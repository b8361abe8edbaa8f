use reqwest::header::{HeaderValue, CONTENT_TYPE};
use reqwest::multipart::{Form, Part};
use reqwest::Method;
use url::form_urlencoded;

use crate::error::ClientError;
use crate::http::ApiClient;
use crate::models::api::FieldError;
use crate::models::s3::{
    CopyMoveResponse, ListObjectsParams, ListObjectsResponse, ObjectExistsResponse, ObjectMetadata,
    PresignedUrlDownloadRequest, PresignedUrlResponse, PresignedUrlUploadRequest, UploadFileResponse,
};

pub const S3_URI: &str = "/api/s3";

/// File to send through `POST /api/s3/upload`.
#[derive(Debug, Clone)]
pub struct UploadFile {
    pub file_name: String,
    pub content_type: String,
    pub bytes: Vec<u8>,
    pub folder: Option<String>,
}

impl UploadFile {
    pub fn new(file_name: impl Into<String>, content_type: impl Into<String>, bytes: Vec<u8>) -> Self {
        Self {
            file_name: file_name.into(),
            content_type: content_type.into(),
            bytes,
            folder: None,
        }
    }

    pub fn in_folder(mut self, folder: impl Into<String>) -> Self {
        self.folder = Some(folder.into());
        self
    }

    fn into_form(self) -> Result<Form, ClientError> {
        let file_size = self.bytes.len().to_string();
        let part = Part::bytes(self.bytes)
            .file_name(self.file_name.clone())
            .mime_str(&self.content_type)
            .map_err(|_| {
                ClientError::validation(
                    "Invalid upload",
                    vec![FieldError {
                        field: "contentType".to_string(),
                        message: format!("'{}' is not a valid content type", self.content_type),
                    }],
                )
            })?;

        let mut form = Form::new()
            .text("fileName", self.file_name)
            .text("contentType", self.content_type)
            .part("file", part)
            .text("fileSize", file_size);
        if let Some(folder) = self.folder.filter(|f| !f.is_empty()) {
            form = form.text("folder", folder);
        }
        Ok(form)
    }
}

/// Object storage operations proxied by the API.
#[derive(Clone)]
pub struct S3Service {
    client: ApiClient,
}

impl S3Service {
    pub fn new(client: ApiClient) -> Self {
        Self { client }
    }

    fn path(endpoint: &str) -> String {
        format!("{}/{}", S3_URI, endpoint)
    }

    pub async fn upload_file(&self, file: UploadFile) -> Result<UploadFileResponse, ClientError> {
        let form = file.into_form()?;
        let request = self.client.request(Method::POST, &Self::path("upload")).await?.multipart(form);
        let response = self.client.send(request).await?;
        Ok(response.json().await?)
    }

    pub async fn download_file(&self, object_key: &str) -> Result<Vec<u8>, ClientError> {
        let path = Self::path(&format!("download/{}", object_key));
        let request = self.client.request(Method::GET, &path).await?;
        let response = self.client.send(request).await?;
        Ok(response.bytes().await?.to_vec())
    }

    pub async fn delete_file(&self, object_key: &str) -> Result<(), ClientError> {
        self.client.delete(&Self::path(object_key)).await
    }

    pub async fn generate_download_url(
        &self,
        request: &PresignedUrlDownloadRequest,
    ) -> Result<PresignedUrlResponse, ClientError> {
        self.client.post(&Self::path("presigned-url/download"), Some(request)).await
    }

    pub async fn generate_upload_url(
        &self,
        request: &PresignedUrlUploadRequest,
    ) -> Result<PresignedUrlResponse, ClientError> {
        self.client.post(&Self::path("presigned-url/upload"), Some(request)).await
    }

    pub async fn generate_view_url(
        &self,
        object_key: &str,
        duration_minutes: Option<u32>,
    ) -> Result<PresignedUrlResponse, ClientError> {
        let mut query = form_urlencoded::Serializer::new(String::new());
        if let Some(duration) = duration_minutes {
            query.append_pair("duration", &duration.to_string());
        }
        let path = with_query(Self::path(&format!("presigned-url/view/{}", object_key)), query.finish());
        self.client.get(&path).await
    }

    pub async fn list_objects(&self, params: &ListObjectsParams) -> Result<ListObjectsResponse, ClientError> {
        let mut query = form_urlencoded::Serializer::new(String::new());
        if let Some(prefix) = params.prefix.as_deref().filter(|p| !p.is_empty()) {
            query.append_pair("prefix", prefix);
        }
        if let Some(max_keys) = params.max_keys {
            query.append_pair("maxKeys", &max_keys.to_string());
        }
        self.client.get(&with_query(Self::path("list"), query.finish())).await
    }

    pub async fn object_exists(&self, object_key: &str) -> Result<ObjectExistsResponse, ClientError> {
        self.client.get(&Self::path(&format!("exists/{}", object_key))).await
    }

    pub async fn object_metadata(&self, object_key: &str) -> Result<ObjectMetadata, ClientError> {
        self.client.get(&Self::path(&format!("metadata/{}", object_key))).await
    }

    pub async fn copy_object(&self, source: &str, destination: &str) -> Result<CopyMoveResponse, ClientError> {
        self.transfer("copy", source, destination).await
    }

    pub async fn move_object(&self, source: &str, destination: &str) -> Result<CopyMoveResponse, ClientError> {
        self.transfer("move", source, destination).await
    }

    async fn transfer(&self, action: &str, source: &str, destination: &str) -> Result<CopyMoveResponse, ClientError> {
        let query = form_urlencoded::Serializer::new(String::new())
            .append_pair("source", source)
            .append_pair("destination", destination)
            .finish();
        self.client.post(&with_query(Self::path(action), query), None::<&()>).await
    }

    /// PUT straight to a presigned URL. The URL carries its own signature,
    /// so no bearer token is sent.
    pub async fn upload_to_presigned_url(
        &self,
        presigned_url: &str,
        bytes: Vec<u8>,
        content_type: &str,
    ) -> Result<(), ClientError> {
        let url = self.client.resolve(presigned_url)?;
        let content_type = HeaderValue::from_str(content_type)
            .unwrap_or_else(|_| HeaderValue::from_static("application/octet-stream"));
        let response = self
            .client
            .http()
            .put(url)
            .header(CONTENT_TYPE, content_type)
            .body(bytes)
            .send()
            .await?;

        let status = response.status();
        if !status.is_success() {
            let body = response.bytes().await.unwrap_or_default();
            return Err(ClientError::from_response(status.as_u16(), &body));
        }
        Ok(())
    }
}

fn with_query(path: String, query: String) -> String {
    if query.is_empty() {
        path
    } else {
        format!("{}?{}", path, query)
    }
}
_ _ _ _
» WORK INSTRUCTIONS: Take the line above containing "if let Some(max_keys)", the line containing "pub async fn move_object(&self, source: &str, destination: &str)", and all lines in between, and copy them exactly without anything else.

» RESULT BELOW:
        if let Some(max_keys) = params.max_keys {
            query.append_pair("maxKeys", &max_keys.to_string());
        }
        self.client.get(&with_query(Self::path("list"), query.finish())).await
    }

    pub async fn object_exists(&self, object_key: &str) -> Result<ObjectExistsResponse, ClientError> {
        self.client.get(&Self::path(&format!("exists/{}", object_key))).await
    }

    pub async fn object_metadata(&self, object_key: &str) -> Result<ObjectMetadata, ClientError> {
        self.client.get(&Self::path(&format!("metadata/{}", object_key))).await
    }

    pub async fn copy_object(&self, source: &str, destination: &str) -> Result<CopyMoveResponse, ClientError> {
        self.transfer("copy", source, destination).await
    }

    pub async fn move_object(&self, source: &str, destination: &str) -> Result<CopyMoveResponse, ClientError> {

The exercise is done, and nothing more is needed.